Les groupes étaient équivalents (ancienneté de dialyse, type d’abord vasculaire, diabète, tabac, inflammation, néphropathie causale). Il existait une différence significative, mais non relevante cliniquement, du taux d’hémoglobine. A noter une différence significative (p = 0.009) de l’utilisation d’IEC et/ou d’ARA II à la défaveur du groupe « réactif ».
La dose moyenne utilisée dans le groupe haute dose était de 264mg/mois [200-336] vs 145mg/mois [100-190] dans le groupe faible dose. Le groupe haute dose n’atteignait pas les objectifs de ferritine (< 700µg/L) et le groupe faible dose non plus (<200µg/L, c’est-à-dire inférieur aux recommandations).
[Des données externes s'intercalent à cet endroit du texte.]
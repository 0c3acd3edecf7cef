//! Fusion diagnostics – surfacing the estimator's known limitations.
//!
//! The fusion rules never reject an update.  When one of the retained gaps
//! is hit (stale GNSS overwrite, unbounded yaw, odometry that never reaches
//! the fused slot) the policy hands a [`FusionDiagnostic`] to its
//! [`DiagnosticHub`], which fans it out to every registered
//! [`DiagnosticSink`] in insertion order.
//!
//! Two built-in sinks are provided:
//! - [`LogSink`] – emits a `tracing` warning.
//! - [`CountingSink`] – bumps shared counters, readable through
//!   [`DiagnosticCounts::snapshot`].

use std::sync::Arc;
use std::sync::atomic::{AtomicU64, Ordering};

use rover_types::FusionDiagnostic;
use tracing::warn;

// ────────────────────────────────────────────────────────────────────────────
// Sink trait
// ────────────────────────────────────────────────────────────────────────────

/// Receiver of fusion diagnostics.
///
/// Implementations must be cheap: they run inline on the estimator's update
/// path.
pub trait DiagnosticSink: Send + Sync {
    /// Human-readable name used in logs.
    fn name(&self) -> &str;

    /// Consume one diagnostic.
    fn report(&self, diagnostic: &FusionDiagnostic);
}

// ────────────────────────────────────────────────────────────────────────────
// DiagnosticHub
// ────────────────────────────────────────────────────────────────────────────

/// Fan-out of diagnostics to every registered [`DiagnosticSink`].
///
/// # Example
///
/// ```
/// use rover_perception::diagnostics::{CountingSink, DiagnosticHub};
/// use rover_types::FusionDiagnostic;
///
/// let (sink, counts) = CountingSink::new();
/// let mut hub = DiagnosticHub::new();
/// hub.add_sink(Box::new(sink));
///
/// hub.report(&FusionDiagnostic::OdometryNotPropagated { distance: 0.2 });
/// assert_eq!(counts.snapshot().odometry_not_propagated, 1);
/// ```
#[derive(Default)]
pub struct DiagnosticHub {
    sinks: Vec<Box<dyn DiagnosticSink>>,
}

impl DiagnosticHub {
    /// Create a hub with no sinks; diagnostics are dropped.
    pub fn new() -> Self {
        Self::default()
    }

    /// Create a hub that logs every diagnostic through [`LogSink`].
    pub fn logging() -> Self {
        let mut hub = Self::new();
        hub.add_sink(Box::new(LogSink));
        hub
    }

    /// Register a new sink.  Sinks are invoked in insertion order.
    pub fn add_sink(&mut self, sink: Box<dyn DiagnosticSink>) {
        self.sinks.push(sink);
    }

    /// Number of registered sinks.
    pub fn len(&self) -> usize {
        self.sinks.len()
    }

    pub fn is_empty(&self) -> bool {
        self.sinks.is_empty()
    }

    /// Deliver `diagnostic` to every sink.
    pub fn report(&self, diagnostic: &FusionDiagnostic) {
        for sink in &self.sinks {
            sink.report(diagnostic);
        }
    }
}

impl std::fmt::Debug for DiagnosticHub {
    fn fmt(&self, f: &mut std::fmt::Formatter<'_>) -> std::fmt::Result {
        let names: Vec<&str> = self.sinks.iter().map(|s| s.name()).collect();
        f.debug_struct("DiagnosticHub").field("sinks", &names).finish()
    }
}

// ────────────────────────────────────────────────────────────────────────────
// Built-in sinks
// ────────────────────────────────────────────────────────────────────────────

/// Logs every diagnostic as a `tracing` warning.
pub struct LogSink;

impl DiagnosticSink for LogSink {
    fn name(&self) -> &str {
        "log"
    }

    fn report(&self, diagnostic: &FusionDiagnostic) {
        warn!(target: "rover::fusion", %diagnostic, "fusion diagnostic");
    }
}

/// Shared per-kind diagnostic counters.
#[derive(Debug, Default)]
pub struct DiagnosticCounts {
    stale_gnss_overwrite: AtomicU64,
    yaw_out_of_range: AtomicU64,
    odometry_not_propagated: AtomicU64,
    sensor_silent: AtomicU64,
}

/// Point-in-time copy of [`DiagnosticCounts`].
#[derive(Debug, Clone, Copy, Default, PartialEq, Eq)]
pub struct DiagnosticSummary {
    pub stale_gnss_overwrite: u64,
    pub yaw_out_of_range: u64,
    pub odometry_not_propagated: u64,
    pub sensor_silent: u64,
}

impl DiagnosticSummary {
    pub fn total(&self) -> u64 {
        self.stale_gnss_overwrite
            + self.yaw_out_of_range
            + self.odometry_not_propagated
            + self.sensor_silent
    }
}

impl DiagnosticCounts {
    /// Record one occurrence of `diagnostic`.
    pub fn record(&self, diagnostic: &FusionDiagnostic) {
        let counter = match diagnostic {
            FusionDiagnostic::StaleGnssOverwrite { .. } => &self.stale_gnss_overwrite,
            FusionDiagnostic::YawOutOfRange { .. } => &self.yaw_out_of_range,
            FusionDiagnostic::OdometryNotPropagated { .. } => &self.odometry_not_propagated,
            FusionDiagnostic::SensorSilent { .. } => &self.sensor_silent,
        };
        counter.fetch_add(1, Ordering::Relaxed);
    }

    pub fn snapshot(&self) -> DiagnosticSummary {
        DiagnosticSummary {
            stale_gnss_overwrite: self.stale_gnss_overwrite.load(Ordering::Relaxed),
            yaw_out_of_range: self.yaw_out_of_range.load(Ordering::Relaxed),
            odometry_not_propagated: self.odometry_not_propagated.load(Ordering::Relaxed),
            sensor_silent: self.sensor_silent.load(Ordering::Relaxed),
        }
    }
}

/// Counts diagnostics by kind.  The counters stay readable after the sink
/// has been moved into a policy.
pub struct CountingSink {
    counts: Arc<DiagnosticCounts>,
}

impl CountingSink {
    /// Create a sink together with a handle to its counters.
    pub fn new() -> (Self, Arc<DiagnosticCounts>) {
        let counts = Arc::new(DiagnosticCounts::default());
        (
            Self {
                counts: Arc::clone(&counts),
            },
            counts,
        )
    }
}

impl DiagnosticSink for CountingSink {
    fn name(&self) -> &str {
        "counter"
    }

    fn report(&self, diagnostic: &FusionDiagnostic) {
        self.counts.record(diagnostic);
    }
}

#[cfg(test)]
mod tests {
    use super::*;
    use rover_types::{PoseSlot, SensorSource};

    #[test]
    fn empty_hub_drops_diagnostics() {
        let hub = DiagnosticHub::new();
        assert!(hub.is_empty());
        // Must not panic.
        hub.report(&FusionDiagnostic::SensorSilent {
            source: SensorSource::Gnss,
        });
    }

    #[test]
    fn counting_sink_counts_by_kind() {
        let (sink, counts) = CountingSink::new();
        let mut hub = DiagnosticHub::new();
        hub.add_sink(Box::new(sink));

        hub.report(&FusionDiagnostic::YawOutOfRange {
            slot: PoseSlot::Fused,
            yaw: 400.0,
        });
        hub.report(&FusionDiagnostic::YawOutOfRange {
            slot: PoseSlot::Imu,
            yaw: -400.0,
        });
        hub.report(&FusionDiagnostic::SensorSilent {
            source: SensorSource::Imu,
        });

        let summary = counts.snapshot();
        assert_eq!(summary.yaw_out_of_range, 2);
        assert_eq!(summary.sensor_silent, 1);
        assert_eq!(summary.stale_gnss_overwrite, 0);
        assert_eq!(summary.total(), 3);
    }

    #[test]
    fn every_sink_receives_each_diagnostic() {
        let (first, first_counts) = CountingSink::new();
        let (second, second_counts) = CountingSink::new();
        let mut hub = DiagnosticHub::logging();
        hub.add_sink(Box::new(first));
        hub.add_sink(Box::new(second));
        assert_eq!(hub.len(), 3);

        hub.report(&FusionDiagnostic::OdometryNotPropagated { distance: 1.0 });

        assert_eq!(first_counts.snapshot().odometry_not_propagated, 1);
        assert_eq!(second_counts.snapshot().odometry_not_propagated, 1);
    }

    #[test]
    fn debug_lists_sink_names() {
        let hub = DiagnosticHub::logging();
        assert!(format!("{hub:?}").contains("log"));
    }
}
L’efficacité en terme d’hémoglobine était identique mais avec un objectif atteint plus vite dans le groupe haute dose.
Concernant l’objectif primaire la non infériorité était obtenue.
Concernant la consommation en EPO, les auteurs concluaient à une diminution des besoins en EPO dans le groupe haute dose. A noter que ce dernier point était discutable car, au-delà de la non infériorité testée, le groupe faible dose, après recalcul, avait un index de résistance (IRE) à l’EPO qui augmentait pendant le suivi par rapport la baseline (stabilité attendue) pendant que l’IRE dans le groupe haute dose baissait (résultat attendu). (Rôle des IEC/ARA II ?, objectif de ferritine minimale non atteinte dans ce groupe ?). Les marqueurs de dénutrition et de carence vitaminique étaient absents.
Le sous-groupe insuffisance cardiaque semble bénéficier plus que les autres d’un apport en fer important.
Aucun risque de thrombose de FAV ou d’infection n’a pu être mis en évidence.
Conclusion
Administrer du FER IV « haute dose » n’est pas plus à risque cardiovasculaire ou infectieux
L’effet bénéfique sur le groupe « insuffisance cardiaque » reste à confirmer par une étude dédiée.
L’effet sur la consommation en EPO, bien qu’attendue, reste sujet à caution dans cette étude du fait du comportement du groupe « faible dose » pendant l’étude.
L’utilisation d’une dose de Fer IV > 336mg/mois par mois pourrait être un signal pour préciser le mécanisme de la carence martiale et pourquoi pas rechercher un saignement occulte.
Les + du papier
Question pratique, utile au quotidien
Essai important répondant à la question posée
Les – du papier
La discussion autour de la consommation d’EPO. Biais et manque d’information
La critique : La mise en avant de la consommation d’EPO dans ce papier alors que pas l’objectif principal dans cet essai de non infériorité.